Nor do I want to end without acknowledging the women who provide the spine and leadership of this movement. United in compassion, empathy and pride as Nigerians, they have inspired a global outpouring of civic and human solidarity with our country in our time of difficulty.

It is cheap slander to accuse them – as some have done – of doing this for vainglory or political reasons. Such slander should not go unanswered. But while they lead this public service beyond the call of duty, we must spare them the indignity of having to respond to such flippancy.

In inspiring the #BringBackourGirls movement, these women also teach abiding lessons in both citizenship and leadership. They show that leadership can come about without seeking or holding elective office. They teach that in a time of national trouble, leadership is also a call to healing, empathy and compassion. They demonstrate that times of national difficulty are also indeed opportunities to renew one another and discover common cause.

This crisis must not be wasted. That’s what we do when we spend energy demonizing those demanding urgent action to bring #BringBackourGirls rather than investing fully in rescuing the girls or bringing their abductors to justice. Many things must change:

  • More than two years into the life of this murderous insurgency, we need a credible humanitarian plan for north-east Nigeria that all interested can buy into.
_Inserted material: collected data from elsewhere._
//! Database-specific error types and conversions.

use std::collections::HashMap;

use stagedoor_core::error::{StagedoorError, UniqueField};

use crate::schema;

/// Database-layer error type.
#[derive(Debug, thiserror::Error)]
pub enum DbError {
    #[error("SurrealDB error: {0}")]
    Surreal(#[from] surrealdb::Error),

    #[error("Migration failed: {0}")]
    Migration(String),

    #[error("Unique index violated on {field:?}")]
    UniqueViolation { field: UniqueField },

    #[error("Row decode failed: {0}")]
    Decode(String),

    #[error("Record not found: {entity} with id {id}")]
    NotFound { entity: String, id: String },
}

impl From<DbError> for StagedoorError {
    fn from(err: DbError) -> Self {
        match err {
            DbError::UniqueViolation { field } => StagedoorError::Conflict { field },
            DbError::NotFound { entity, id } => StagedoorError::NotFound { entity, id },
            other => StagedoorError::StoreUnavailable(other.to_string()),
        }
    }
}

/// Classify the per-statement errors of a failed query.
///
/// A unique index violation anywhere in the set wins: inside an
/// aborted transaction the violating statement carries the index
/// error while the others only report the cancellation, so every
/// statement has to be inspected. The engine error names the index,
/// which is the only reliable conflict signal it exposes.
///
/// Returns `None` when the set is empty (the query succeeded).
pub(crate) fn classify_statement_errors(
    mut errors: HashMap<usize, surrealdb::Error>,
) -> Option<DbError> {
    if errors.is_empty() {
        return None;
    }

    for err in errors.values() {
        let message = err.to_string();
        if message.contains(schema::IDX_USER_EMAIL) {
            return Some(DbError::UniqueViolation {
                field: UniqueField::Email,
            });
        }
        if message.contains(schema::IDX_TENANT_SUBDOMAIN) {
            return Some(DbError::UniqueViolation {
                field: UniqueField::Subdomain,
            });
        }
    }

    // No uniqueness signal; surface the earliest statement's error.
    let first_index = errors.keys().copied().min()?;
    errors.remove(&first_index).map(DbError::Surreal)
}
//! Error types for the stagedoor system.
//!
//! Every operation in the identity core returns one of these variants
//! as a typed result; nothing is retried automatically. Display
//! strings are the client-facing messages surfaced by the routing
//! layer.

use thiserror::Error;

/// Field protected by a global uniqueness constraint.
#[derive(Debug, Clone, Copy, PartialEq, Eq)]
pub enum UniqueField {
    Email,
    Subdomain,
}

impl UniqueField {
    /// Client-facing message for a conflict on this field.
    pub fn conflict_message(self) -> &'static str {
        match self {
            UniqueField::Email => "User already exists with this email",
            UniqueField::Subdomain => "Subdomain already taken",
        }
    }
}

#[derive(Debug, Error)]
pub enum StagedoorError {
    /// Caller-supplied data is malformed. Most validation happens in
    /// the routing layer before the core is reached.
    #[error("Validation error: {message}")]
    Validation { message: String },

    /// A uniqueness constraint on email or subdomain rejected the
    /// write.
    #[error("{}", .field.conflict_message())]
    Conflict { field: UniqueField },

    /// Unknown email or wrong password. The message is identical for
    /// both so callers cannot probe which emails are registered.
    #[error("Invalid email or password")]
    InvalidCredentials,

    /// The account exists but carries no password hash (federated
    /// sign-up). Distinct variant, same client-facing message as
    /// [`StagedoorError::InvalidCredentials`].
    #[error("Invalid email or password")]
    NoPasswordSet,

    #[error("Entity not found: {entity} with id {id}")]
    NotFound { entity: String, id: String },

    /// No bearer token on the call. Unauthorized class.
    #[error("Access token required")]
    MissingToken,

    /// Token signature or structure failed verification. Forbidden
    /// class.
    #[error("Invalid token")]
    TokenInvalid,

    /// Token verified but is past its expiry claim. Forbidden class.
    #[error("Token has expired")]
    TokenExpired,

    /// Token verified but its subject no longer exists in the store.
    /// Unauthorized class.
    #[error("User not found")]
    UnknownUser,

    /// A guard ran without an authenticated identity attached.
    /// Unauthorized class.
    #[error("Authentication required")]
    MissingIdentity,

    /// Authenticated but not authorized for the operation.
    #[error("Access denied: {reason}")]
    Forbidden { reason: String },

    /// Crypto-stack fault during hashing or token signing.
    #[error("Cryptography error: {0}")]
    Crypto(String),

    /// Persistence-layer fault (connection loss, transaction abort).
    /// Distinct from business failures so callers can tell bad input
    /// from infrastructure being down.
    #[error("Store unavailable: {0}")]
    StoreUnavailable(String),
}

pub type StagedoorResult<T> = Result<T, StagedoorError>;

#[cfg(test)]
mod tests {
    use super::*;

    #[test]
    fn login_failures_share_a_message() {
        assert_eq!(
            StagedoorError::InvalidCredentials.to_string(),
            StagedoorError::NoPasswordSet.to_string(),
        );
    }

    #[test]
    fn conflict_names_the_field() {
        let email = StagedoorError::Conflict {
            field: UniqueField::Email,
        };
        let subdomain = StagedoorError::Conflict {
            field: UniqueField::Subdomain,
        };
        assert_eq!(email.to_string(), "User already exists with this email");
        assert_eq!(subdomain.to_string(), "Subdomain already taken");
    }
}
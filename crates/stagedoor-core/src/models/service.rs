//! Service domain model — a recurring event slot (e.g. "Sunday
//! 10:00 AM") owned by a tenant.
//!
//! Services are the exemplar tenant-scoped resource in this core:
//! every read and write is filtered by the owning tenant, which is
//! the isolation boundary the access guards protect.

use chrono::{DateTime, Utc};
use serde::{Deserialize, Serialize};
use uuid::Uuid;

#[derive(Debug, Clone, Serialize, Deserialize)]
pub struct Service {
    pub id: Uuid,
    pub tenant_id: Uuid,
    pub name: String,
    /// 0 = Sunday .. 6 = Saturday.
    pub day_of_week: u8,
    /// Clock time such as `10:00 AM`.
    pub start_time: String,
    pub is_active: bool,
    pub created_at: DateTime<Utc>,
    pub updated_at: DateTime<Utc>,
}

/// Fields required to create a new service.
#[derive(Debug, Clone, Serialize, Deserialize)]
pub struct CreateService {
    pub tenant_id: Uuid,
    pub name: String,
    pub day_of_week: u8,
    pub start_time: String,
    pub is_active: bool,
}
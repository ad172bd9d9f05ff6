//! SurrealDB implementation of [`ServiceRepository`].
//!
//! Every query filters by `tenant_id` — the tenant isolation
//! boundary. A record id belonging to another tenant resolves to a
//! miss, never to the other tenant's row.

use chrono::{DateTime, Utc};
use stagedoor_core::error::StagedoorResult;
use stagedoor_core::models::service::{CreateService, Service};
use stagedoor_core::repository::ServiceRepository;
use surrealdb::{Connection, Surreal};
use surrealdb_types::SurrealValue;
use uuid::Uuid;

use crate::error::DbError;

/// DB-side row struct for queries where the UUID is already known.
#[derive(Debug, SurrealValue)]
struct ServiceRow {
    tenant_id: String,
    name: String,
    day_of_week: u32,
    start_time: String,
    is_active: bool,
    created_at: DateTime<Utc>,
    updated_at: DateTime<Utc>,
}

/// DB-side row struct that includes the record ID via `meta::id(id)`.
#[derive(Debug, SurrealValue)]
struct ServiceRowWithId {
    record_id: String,
    tenant_id: String,
    name: String,
    day_of_week: u32,
    start_time: String,
    is_active: bool,
    created_at: DateTime<Utc>,
    updated_at: DateTime<Utc>,
}

fn parse_day_of_week(raw: u32) -> Result<u8, DbError> {
    u8::try_from(raw)
        .ok()
        .filter(|d| *d <= 6)
        .ok_or_else(|| DbError::Decode(format!("day_of_week out of range: {raw}")))
}

impl ServiceRow {
    fn into_service(self, id: Uuid) -> Result<Service, DbError> {
        let tenant_id = Uuid::parse_str(&self.tenant_id)
            .map_err(|e| DbError::Decode(format!("invalid tenant UUID: {e}")))?;
        Ok(Service {
            id,
            tenant_id,
            name: self.name,
            day_of_week: parse_day_of_week(self.day_of_week)?,
            start_time: self.start_time,
            is_active: self.is_active,
            created_at: self.created_at,
            updated_at: self.updated_at,
        })
    }
}

impl ServiceRowWithId {
    fn try_into_service(self) -> Result<Service, DbError> {
        let id = Uuid::parse_str(&self.record_id)
            .map_err(|e| DbError::Decode(format!("invalid service UUID: {e}")))?;
        let tenant_id = Uuid::parse_str(&self.tenant_id)
            .map_err(|e| DbError::Decode(format!("invalid tenant UUID: {e}")))?;
        Ok(Service {
            id,
            tenant_id,
            name: self.name,
            day_of_week: parse_day_of_week(self.day_of_week)?,
            start_time: self.start_time,
            is_active: self.is_active,
            created_at: self.created_at,
            updated_at: self.updated_at,
        })
    }
}

/// SurrealDB implementation of the tenant-scoped service repository.
#[derive(Clone)]
pub struct SurrealServiceRepository<C: Connection> {
    db: Surreal<C>,
}

impl<C: Connection> SurrealServiceRepository<C> {
    pub fn new(db: Surreal<C>) -> Self {
        Self { db }
    }
}

impl<C: Connection> ServiceRepository for SurrealServiceRepository<C> {
    async fn create(&self, input: CreateService) -> StagedoorResult<Service> {
        let id = Uuid::new_v4();
        let id_str = id.to_string();

        let result = self
            .db
            .query(
                "CREATE type::record('service', $id) SET \
                 tenant_id = $tenant_id, name = $name, \
                 day_of_week = $day_of_week, \
                 start_time = $start_time, is_active = $is_active",
            )
            .bind(("id", id_str.clone()))
            .bind(("tenant_id", input.tenant_id.to_string()))
            .bind(("name", input.name))
            .bind(("day_of_week", u32::from(input.day_of_week)))
            .bind(("start_time", input.start_time))
            .bind(("is_active", input.is_active))
            .await
            .map_err(DbError::from)?;

        let mut result = result.check().map_err(DbError::from)?;

        let rows: Vec<ServiceRow> = result.take(0).map_err(DbError::from)?;
        let row = rows.into_iter().next().ok_or_else(|| DbError::NotFound {
            entity: "service".into(),
            id: id_str,
        })?;

        Ok(row.into_service(id)?)
    }

    async fn list(&self, tenant_id: Uuid) -> StagedoorResult<Vec<Service>> {
        let mut result = self
            .db
            .query(
                "SELECT meta::id(id) AS record_id, * FROM service \
                 WHERE tenant_id = $tenant_id \
                 ORDER BY day_of_week ASC, start_time ASC",
            )
            .bind(("tenant_id", tenant_id.to_string()))
            .await
            .map_err(DbError::from)?;

        let rows: Vec<ServiceRowWithId> = result.take(0).map_err(DbError::from)?;

        let services = rows
            .into_iter()
            .map(|row| row.try_into_service())
            .collect::<Result<Vec<_>, DbError>>()?;

        Ok(services)
    }

    async fn get(&self, tenant_id: Uuid, id: Uuid) -> StagedoorResult<Option<Service>> {
        let mut result = self
            .db
            .query(
                "SELECT * FROM type::record('service', $id) \
                 WHERE tenant_id = $tenant_id",
            )
            .bind(("id", id.to_string()))
            .bind(("tenant_id", tenant_id.to_string()))
            .await
            .map_err(DbError::from)?;

        let rows: Vec<ServiceRow> = result.take(0).map_err(DbError::from)?;
        match rows.into_iter().next() {
            Some(row) => Ok(Some(row.into_service(id)?)),
            None => Ok(None),
        }
    }
}
//! Identity service — registration, login, self-lookup, and federated
//! onboarding.

use chrono::{DateTime, Duration, Utc};
use serde::Serialize;
use stagedoor_core::error::{StagedoorError, StagedoorResult, UniqueField};
use stagedoor_core::models::tenant::{
    CreateTenant, SUBDOMAIN_MAX_LEN, SUBDOMAIN_MIN_LEN, SubscriptionTier, Tenant, valid_subdomain,
};
use stagedoor_core::models::user::{CreateUser, IdentityProvider, Role, User, UserWithTenant};
use stagedoor_core::repository::IdentityStore;
use uuid::Uuid;

use crate::config::AuthConfig;
use crate::password;
use crate::token;

/// Trial window granted to every new tenant.
const TRIAL_DAYS: i64 = 30;

/// Highest numeric suffix tried when a derived subdomain is taken.
const MAX_SUBDOMAIN_SUFFIX: u32 = 50;

/// Input for registration.
///
/// Tenant name and subdomain come from the caller; the federated path
/// derives them from the external profile before delegating here.
#[derive(Debug)]
pub struct RegisterInput {
    pub email: String,
    pub name: String,
    /// `None` for a federated-only registration.
    pub password: Option<String>,
    pub tenant_name: String,
    pub tenant_subdomain: String,
    pub google_id: Option<String>,
    pub microsoft_id: Option<String>,
}

/// Identity asserted by an external provider after its own OAuth
/// exchange (the protocol mechanics live outside this crate).
#[derive(Debug, Clone)]
pub struct FederatedProfile {
    /// Stable user id in the provider's namespace.
    pub provider_user_id: String,
    pub email: String,
    pub display_name: String,
}

/// Tenant fields safe for register/login responses.
#[derive(Debug, Clone, Serialize)]
pub struct TenantSummary {
    pub id: Uuid,
    pub name: String,
    pub subdomain: String,
    pub tier: SubscriptionTier,
}

/// User fields safe for register/login responses. The password hash
/// never appears in any view.
#[derive(Debug, Clone, Serialize)]
pub struct UserSummary {
    pub id: Uuid,
    pub email: String,
    pub name: String,
    pub role: Role,
    pub tenant: TenantSummary,
}

/// Result of a successful registration, login, or federated sign-in.
#[derive(Debug, Clone, Serialize)]
pub struct AuthSession {
    pub user: UserSummary,
    pub token: String,
    /// Declared token lifetime in seconds.
    pub expires_in_secs: u64,
}

/// Tenant view for self-lookup; includes the trial window.
#[derive(Debug, Clone, Serialize)]
pub struct TenantProfile {
    pub id: Uuid,
    pub name: String,
    pub subdomain: String,
    pub tier: SubscriptionTier,
    pub trial_ends_at: Option<DateTime<Utc>>,
}

/// User view for self-lookup.
#[derive(Debug, Clone, Serialize)]
pub struct UserProfile {
    pub id: Uuid,
    pub email: String,
    pub name: String,
    pub role: Role,
    pub tenant: TenantProfile,
}

fn session_view(user: User, tenant: Tenant, token: String, config: &AuthConfig) -> AuthSession {
    AuthSession {
        user: UserSummary {
            id: user.id,
            email: user.email,
            name: user.name,
            role: user.role,
            tenant: TenantSummary {
                id: tenant.id,
                name: tenant.name,
                subdomain: tenant.subdomain,
                tier: tenant.tier,
            },
        },
        token,
        expires_in_secs: config.token_lifetime_secs,
    }
}

fn profile_view(found: UserWithTenant) -> UserProfile {
    UserProfile {
        id: found.user.id,
        email: found.user.email,
        name: found.user.name,
        role: found.user.role,
        tenant: TenantProfile {
            id: found.tenant.id,
            name: found.tenant.name,
            subdomain: found.tenant.subdomain,
            tier: found.tenant.tier,
            trial_ends_at: found.tenant.trial_ends_at,
        },
    }
}

/// Candidate subdomain from an email local part: lowercased,
/// non-alphanumerics stripped, clamped to the subdomain format.
fn derive_subdomain_base(email: &str) -> String {
    let local = email.split('@').next().unwrap_or_default();
    let mut base: String = local
        .to_lowercase()
        .chars()
        .filter(|c| c.is_ascii_alphanumeric())
        .collect();
    if base.len() < SUBDOMAIN_MIN_LEN {
        base.push_str("team");
    }
    base.truncate(SUBDOMAIN_MAX_LEN);
    base
}

/// Orchestrates registration, login, self-lookup, and federated
/// onboarding.
///
/// Store access goes through the [`IdentityStore`] trait, keeping
/// this crate independent of the persistence implementation. Holds no
/// mutable state; every call is independent.
pub struct IdentityService<S: IdentityStore> {
    store: S,
    config: AuthConfig,
}

impl<S: IdentityStore> IdentityService<S> {
    pub fn new(store: S, config: AuthConfig) -> Self {
        Self { store, config }
    }

    /// Register a new tenant together with its first (admin) user.
    pub async fn register(&self, input: RegisterInput) -> StagedoorResult<AuthSession> {
        // 1. Email must not already resolve to a user.
        if self.store.find_user_by_email(&input.email).await?.is_some() {
            return Err(StagedoorError::Conflict {
                field: UniqueField::Email,
            });
        }

        // 2. Subdomain must be unclaimed.
        if self
            .store
            .find_tenant_by_subdomain(&input.tenant_subdomain)
            .await?
            .is_some()
        {
            return Err(StagedoorError::Conflict {
                field: UniqueField::Subdomain,
            });
        }

        // 3. Hash the password when one is supplied. Federated-only
        //    registrations carry none.
        let password_hash = match input.password.as_deref() {
            Some(password) => Some(password::hash_password(
                password,
                self.config.pepper.as_deref(),
            )?),
            None => None,
        };

        // 4. Atomically create tenant and first user. Racers past the
        //    pre-checks are settled by the store's unique indexes:
        //    exactly one winner, losers get Conflict.
        let (tenant, user) = self
            .store
            .create_tenant_with_user(
                CreateTenant {
                    name: input.tenant_name,
                    subdomain: input.tenant_subdomain,
                    tier: SubscriptionTier::Trial,
                    trial_ends_at: Some(Utc::now() + Duration::days(TRIAL_DAYS)),
                },
                CreateUser {
                    email: input.email,
                    name: input.name,
                    password_hash,
                    google_id: input.google_id,
                    microsoft_id: input.microsoft_id,
                    role: Role::Admin,
                },
            )
            .await?;

        // 5. Issue a token for the new user.
        let token = token::issue_token(user.id, &self.config)?;

        // 6. Return the session view.
        Ok(session_view(user, tenant, token, &self.config))
    }

    /// Authenticate by email + password and issue a token.
    pub async fn login(&self, email: &str, password: &str) -> StagedoorResult<AuthSession> {
        // 1. Look up the user. A miss fails exactly like a wrong
        //    password so registered emails cannot be probed.
        let found = self
            .store
            .find_user_by_email(email)
            .await?
            .ok_or(StagedoorError::InvalidCredentials)?;

        // 2. Federated-only accounts carry no hash to verify against.
        let Some(hash) = found.user.password_hash.as_deref() else {
            return Err(StagedoorError::NoPasswordSet);
        };

        // 3. Verify the password.
        if !password::verify_password(password, hash, self.config.pepper.as_deref()) {
            return Err(StagedoorError::InvalidCredentials);
        }

        // 4. Issue a token.
        let token = token::issue_token(found.user.id, &self.config)?;

        Ok(session_view(found.user, found.tenant, token, &self.config))
    }

    /// Self-lookup for an authenticated user. The view includes the
    /// trial window, which register/login views omit.
    pub async fn current_user(&self, user_id: Uuid) -> StagedoorResult<UserProfile> {
        let found = self
            .store
            .find_user_by_id(user_id)
            .await?
            .ok_or_else(|| StagedoorError::NotFound {
                entity: "user".into(),
                id: user_id.to_string(),
            })?;

        Ok(profile_view(found))
    }

    /// Sign in (or onboard) a user asserted by an external provider.
    pub async fn handle_federated_credential(
        &self,
        profile: FederatedProfile,
        provider: IdentityProvider,
    ) -> StagedoorResult<AuthSession> {
        // Known email: attach the provider id when the slot is free,
        // then sign the user in. An occupied slot is left untouched.
        if let Some(found) = self.store.find_user_by_email(&profile.email).await? {
            let found = if found.user.provider_id(provider).is_none() {
                self.store
                    .update_provider_link(found.user.id, provider, &profile.provider_user_id)
                    .await?
            } else {
                found
            };

            let token = token::issue_token(found.user.id, &self.config)?;
            return Ok(session_view(found.user, found.tenant, token, &self.config));
        }

        // First sign-in: derive a tenant from the profile and register
        // without a password.
        let tenant_subdomain = self.available_subdomain(&profile.email).await?;
        let tenant_name = format!("{}'s Organization", profile.display_name);
        let (google_id, microsoft_id) = match provider {
            IdentityProvider::Google => (Some(profile.provider_user_id), None),
            IdentityProvider::Microsoft => (None, Some(profile.provider_user_id)),
        };

        self.register(RegisterInput {
            email: profile.email,
            name: profile.display_name,
            password: None,
            tenant_name,
            tenant_subdomain,
            google_id,
            microsoft_id,
        })
        .await
    }

    /// Whether `subdomain` is well-formed and unclaimed.
    pub async fn subdomain_available(&self, subdomain: &str) -> StagedoorResult<bool> {
        if !valid_subdomain(subdomain) {
            return Err(StagedoorError::Validation {
                message: format!(
                    "Subdomain must be {SUBDOMAIN_MIN_LEN}-{SUBDOMAIN_MAX_LEN} characters: \
                     lowercase letters, digits, or hyphens"
                ),
            });
        }

        Ok(self
            .store
            .find_tenant_by_subdomain(subdomain)
            .await?
            .is_none())
    }

    /// Pick an unclaimed subdomain for a derived registration,
    /// suffixing `-2`, `-3`, ... when the base is taken.
    async fn available_subdomain(&self, email: &str) -> StagedoorResult<String> {
        let base = derive_subdomain_base(email);
        if self.store.find_tenant_by_subdomain(&base).await?.is_none() {
            return Ok(base);
        }

        for n in 2..=MAX_SUBDOMAIN_SUFFIX {
            let suffix = format!("-{n}");
            let mut candidate = base.clone();
            candidate.truncate(SUBDOMAIN_MAX_LEN - suffix.len());
            candidate.push_str(&suffix);
            if self
                .store
                .find_tenant_by_subdomain(&candidate)
                .await?
                .is_none()
            {
                return Ok(candidate);
            }
        }

        Err(StagedoorError::Conflict {
            field: UniqueField::Subdomain,
        })
    }
}
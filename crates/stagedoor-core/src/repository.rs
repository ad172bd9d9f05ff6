//! Store trait definitions for data access abstraction.
//!
//! All operations are async. Identity lookups are global (email is
//! unique across tenants); resource repositories take a `tenant_id`
//! on every call to enforce isolation.

use uuid::Uuid;

use crate::error::StagedoorResult;
use crate::models::{
    service::{CreateService, Service},
    tenant::{CreateTenant, Tenant},
    user::{CreateUser, IdentityProvider, User, UserWithTenant},
};

/// Transactional store for tenants and users.
///
/// Lookups return `Ok(None)` on a miss — absence is data here, not a
/// failure; the caller decides which taxonomy member a miss maps to.
/// Infrastructure faults surface as `StoreUnavailable`.
pub trait IdentityStore: Send + Sync {
    /// Atomically create a tenant together with its first user.
    ///
    /// Either both rows exist afterward or neither does. A uniqueness
    /// violation on email or subdomain aborts the whole unit and
    /// surfaces as `Conflict` — never as a partial write.
    fn create_tenant_with_user(
        &self,
        tenant: CreateTenant,
        user: CreateUser,
    ) -> impl Future<Output = StagedoorResult<(Tenant, User)>> + Send;

    fn find_user_by_email(
        &self,
        email: &str,
    ) -> impl Future<Output = StagedoorResult<Option<UserWithTenant>>> + Send;

    fn find_user_by_id(
        &self,
        id: Uuid,
    ) -> impl Future<Output = StagedoorResult<Option<UserWithTenant>>> + Send;

    fn find_tenant_by_subdomain(
        &self,
        subdomain: &str,
    ) -> impl Future<Output = StagedoorResult<Option<Tenant>>> + Send;

    /// Attach a federated provider id to an existing user.
    ///
    /// Overwrites nothing: the caller checks the slot is empty first
    /// (the operation is used idempotently). Fails with `NotFound` if
    /// the user does not exist.
    fn update_provider_link(
        &self,
        user_id: Uuid,
        provider: IdentityProvider,
        provider_user_id: &str,
    ) -> impl Future<Output = StagedoorResult<UserWithTenant>> + Send;
}

/// Tenant-scoped repository for services.
///
/// Every operation filters by `tenant_id`; an id belonging to another
/// tenant resolves to `Ok(None)`, indistinguishable from a plain
/// miss.
pub trait ServiceRepository: Send + Sync {
    fn create(&self, input: CreateService) -> impl Future<Output = StagedoorResult<Service>> + Send;

    /// All services of a tenant, ordered by day of week then start
    /// time.
    fn list(&self, tenant_id: Uuid) -> impl Future<Output = StagedoorResult<Vec<Service>>> + Send;

    fn get(
        &self,
        tenant_id: Uuid,
        id: Uuid,
    ) -> impl Future<Output = StagedoorResult<Option<Service>>> + Send;
}
//! Request authentication: bearer token extraction and resolution.

use stagedoor_core::error::{StagedoorError, StagedoorResult};
use stagedoor_core::models::identity::AuthenticatedIdentity;
use stagedoor_core::repository::IdentityStore;

use crate::config::AuthConfig;
use crate::token;

/// Per-call authenticator: verifies a bearer token and resolves its
/// subject to a live identity.
///
/// Role and tenant come from the store row, never from the token, so
/// a role change takes effect on the next call without reissuing.
pub struct RequestAuthenticator<S: IdentityStore> {
    store: S,
    config: AuthConfig,
}

impl<S: IdentityStore> RequestAuthenticator<S> {
    pub fn new(store: S, config: AuthConfig) -> Self {
        Self { store, config }
    }

    /// Authenticate one inbound call from its `Authorization` header
    /// value.
    ///
    /// A missing header, a non-Bearer scheme, and an empty token all
    /// fail with `MissingToken`. A verified token whose subject no
    /// longer exists fails with `UnknownUser`.
    pub async fn authenticate(
        &self,
        authorization: Option<&str>,
    ) -> StagedoorResult<AuthenticatedIdentity> {
        // 1. Extract the bearer token.
        let token = authorization
            .and_then(|header| header.strip_prefix("Bearer "))
            .filter(|t| !t.is_empty())
            .ok_or(StagedoorError::MissingToken)?;

        // 2. Verify signature and expiry.
        let user_id = token::verify_token(token, &self.config)?;

        // 3. The subject must still exist; tokens outlive deletions.
        let found = self
            .store
            .find_user_by_id(user_id)
            .await?
            .ok_or(StagedoorError::UnknownUser)?;

        Ok(AuthenticatedIdentity::from(&found))
    }
}
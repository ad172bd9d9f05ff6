//! Password hashing and verification using Argon2id.

use argon2::password_hash::SaltString;
use argon2::password_hash::rand_core::OsRng;
use argon2::{Argon2, PasswordHasher, PasswordVerifier};

use crate::error::AuthError;

/// Hash a plaintext password into an Argon2id PHC-format digest with
/// a fresh random salt (default parameters: 19 MiB memory, 2
/// iterations, 1 lane).
///
/// If `pepper` is provided it is prepended to the password before
/// hashing. Empty passwords are refused with `EmptyPassword`.
pub fn hash_password(password: &str, pepper: Option<&str>) -> Result<String, AuthError> {
    if password.is_empty() {
        return Err(AuthError::EmptyPassword);
    }

    let peppered: String;
    let input = match pepper {
        Some(p) => {
            peppered = format!("{p}{password}");
            peppered.as_bytes()
        }
        None => password.as_bytes(),
    };

    let salt = SaltString::generate(&mut OsRng);
    Argon2::default()
        .hash_password(input, &salt)
        .map(|digest| digest.to_string())
        .map_err(|e| AuthError::Crypto(format!("hash error: {e}")))
}

/// Verify a plaintext password against an Argon2id PHC-format digest.
///
/// If `pepper` is provided it is prepended to the password before
/// verification — this must match the pepper used during hashing.
///
/// Returns `false` on mismatch and on a malformed digest alike; this
/// function never fails.
pub fn verify_password(password: &str, hash: &str, pepper: Option<&str>) -> bool {
    let peppered: String;
    let input = match pepper {
        Some(p) => {
            peppered = format!("{p}{password}");
            peppered.as_bytes()
        }
        None => password.as_bytes(),
    };

    let Ok(parsed_hash) = argon2::PasswordHash::new(hash) else {
        return false;
    };

    Argon2::default()
        .verify_password(input, &parsed_hash)
        .is_ok()
}

#[cfg(test)]
mod tests {
    use super::*;

    #[test]
    fn correct_password_matches() {
        let hash = hash_password("hunter2", None).unwrap();
        assert!(verify_password("hunter2", &hash, None));
    }

    #[test]
    fn wrong_password_does_not_match() {
        let hash = hash_password("hunter2", None).unwrap();
        assert!(!verify_password("wrong", &hash, None));
    }

    #[test]
    fn pepper_is_applied() {
        let hash = hash_password("hunter2", Some("pepper!")).unwrap();
        assert!(verify_password("hunter2", &hash, Some("pepper!")));
        // Without pepper should fail.
        assert!(!verify_password("hunter2", &hash, None));
    }

    #[test]
    fn malformed_digest_is_a_mismatch() {
        assert!(!verify_password("pw", "not-a-hash", None));
        assert!(!verify_password("pw", "", None));
    }

    #[test]
    fn empty_password_is_refused() {
        let result = hash_password("", None);
        assert!(matches!(result, Err(AuthError::EmptyPassword)));
    }

    #[test]
    fn digest_embeds_argon2id_params() {
        let hash = hash_password("hunter2", None).unwrap();
        assert!(hash.starts_with("$argon2id$"));
        assert!(hash.contains("m=19456,t=2,p=1"));
    }

    #[test]
    fn salts_differ_between_hashes() {
        let h1 = hash_password("hunter2", None).unwrap();
        let h2 = hash_password("hunter2", None).unwrap();
        assert_ne!(h1, h2);
    }
}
This must include elements of trauma care for victims and accountability for perpetrators of war crimes.
  • We also need a credible plan for the defence of access to education in north-east Nigeria, for this is a war not just against the country but against education as the guarantor of our future.
  • We must invest in restoring the credibility and capability of our defence and security institutions confronting asymmetrical conflict against a rampant and indiscriminate domestic adversary.
  • We cannot win this war by being soft on corruption and impunity. So, we must restore credibility to the fight against corruption.
  • Above all, insecurity is not an issue from which political parties – ruling or opposition – at any level should score cheap points. At this time, we need senior political and security sector leaders who understand when to put the country first.

Welcome as they are, international assistance and regional co-operation to #BringBackourGirls will not achieve much without these changes. We can’t conduct politics, public policy or counter-insurgency as if Nigeria’s biggest problem is an inability to abuse one another enough.

This situation requires involved citizens and communities.

That’s why the example of the #BringBackourGirls movement deserves to be supported across our country. We need to adopt its values of citizen leadership and make them ours.

As an act of stake holding by citizens in the most difficult issue of our times, it’s courageous and it’s right: to keep asking that we all in our various roles, do all we can to #BringBackourGirls – now, safe, alive, with urgency. And ultimately, to root out the greater insecurity that afflicts our land.

Dr. Odinkalu is Chair, Governing Council, National Human Rights Commission. He read this keynote remarks to the Women for Peace & Justice, SOS (Speak Out Saturday), in Marina, Lagos, 7 June 2014.